Boyer P L, Ferris A L, Hughes S H
ABL-Basic Research Program, NCI-Frederick Cancer Research and Development Center, Maryland 21702-1201.
J Virol. 1992 Feb;66(2):1031-9. doi: 10.1128/JVI.66.2.1031-1039.1992.
We constructed a series of BspMI cassettes that simplify the introduction of specific point mutations in the polymerase domain of human immunodeficiency virus type 1 reverse transcriptase.

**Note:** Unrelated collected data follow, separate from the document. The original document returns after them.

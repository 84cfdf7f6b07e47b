// SPDX-License-Identifier: AGPL-3.0-or-later
// Copyright (c) 2025 ReifyDB

use tracing_subscriber::EnvFilter;

const DEFAULT_FILTER: &str = "info";

#[derive(Debug, thiserror::Error)]
pub enum TracingError {
	#[error("invalid tracing filter `{filter}`: {reason}")]
	InvalidFilter {
		filter: String,
		reason: String,
	},
	#[error("failed to install tracing subscriber: {0}")]
	Install(String),
}

/// Installs a global `tracing` subscriber for hosts that don't bring their
/// own.
///
/// Without an explicit filter the `RUST_LOG` environment variable is used,
/// falling back to `info`.
#[derive(Debug, Clone, Default)]
pub struct TracingBuilder {
	filter: Option<String>,
	json: bool,
	with_target: bool,
}

impl TracingBuilder {
	pub fn new() -> Self {
		Self::default()
	}

	/// Directive string in `EnvFilter` syntax, e.g. `colplug_function=debug`.
	pub fn with_filter(mut self, filter: impl Into<String>) -> Self {
		self.filter = Some(filter.into());
		self
	}

	pub fn with_json(mut self, json: bool) -> Self {
		self.json = json;
		self
	}

	pub fn with_target(mut self, with_target: bool) -> Self {
		self.with_target = with_target;
		self
	}

	pub(crate) fn env_filter(&self) -> Result<EnvFilter, TracingError> {
		match &self.filter {
			Some(filter) => EnvFilter::try_new(filter).map_err(|err| TracingError::InvalidFilter {
				filter: filter.clone(),
				reason: err.to_string(),
			}),
			None => Ok(EnvFilter::try_from_default_env().unwrap_or_else(|_| EnvFilter::new(DEFAULT_FILTER))),
		}
	}

	/// Fails if the filter does not parse or a global subscriber is already
	/// installed.
	pub fn try_init(self) -> Result<(), TracingError> {
		let filter = self.env_filter()?;
		let builder = tracing_subscriber::fmt().with_env_filter(filter).with_target(self.with_target);

		let result = if self.json {
			builder.json().try_init()
		} else {
			builder.try_init()
		};

		result.map_err(|err| TracingError::Install(err.to_string()))
	}
}

#[cfg(test)]
mod tests {
	use super::*;

	#[test]
	fn test_invalid_filter() {
		let err = TracingBuilder::new().with_filter("colplug=verbose").env_filter().unwrap_err();
		assert!(matches!(err, TracingError::InvalidFilter { .. }));
	}

	#[test]
	fn test_valid_filter() {
		assert!(TracingBuilder::new().with_filter("colplug_function=debug,warn").env_filter().is_ok());
	}
}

A series of point mutants were constructed by using these cassette vectors. The RNA-dependent DNA polymerase and RNase H activities of 20 point mutations in the conserved portion of the polymerase domain were assayed. All the mutations analyzed are conservative substitutions of evolutionarily conserved amino acids. The mutations were divided into four classes. The first class has little effect on either polymerase or RNase H activity. The second class affects RNase H but not polymerase activity, while the third class has a normal RNase H activity with diminished polymerase activity. The fourth class affects both activities.
我们构建了一系列BspMI盒式载体,这些载体简化了在人类免疫缺陷病毒1型逆转录酶聚合酶结构域中引入特定点突变的过程。利用这些盒式载体构建了一系列点突变体。对聚合酶结构域保守部分的20个点突变的RNA依赖性DNA聚合酶和核糖核酸酶H活性进行了测定。所有分析的突变都是进化上保守氨基酸的保守替换。这些突变分为四类。第一类对聚合酶或核糖核酸酶H活性几乎没有影响。第二类影响核糖核酸酶H但不影响聚合酶活性,而第三类具有正常的核糖核酸酶H活性但聚合酶活性降低。第四类影响这两种活性。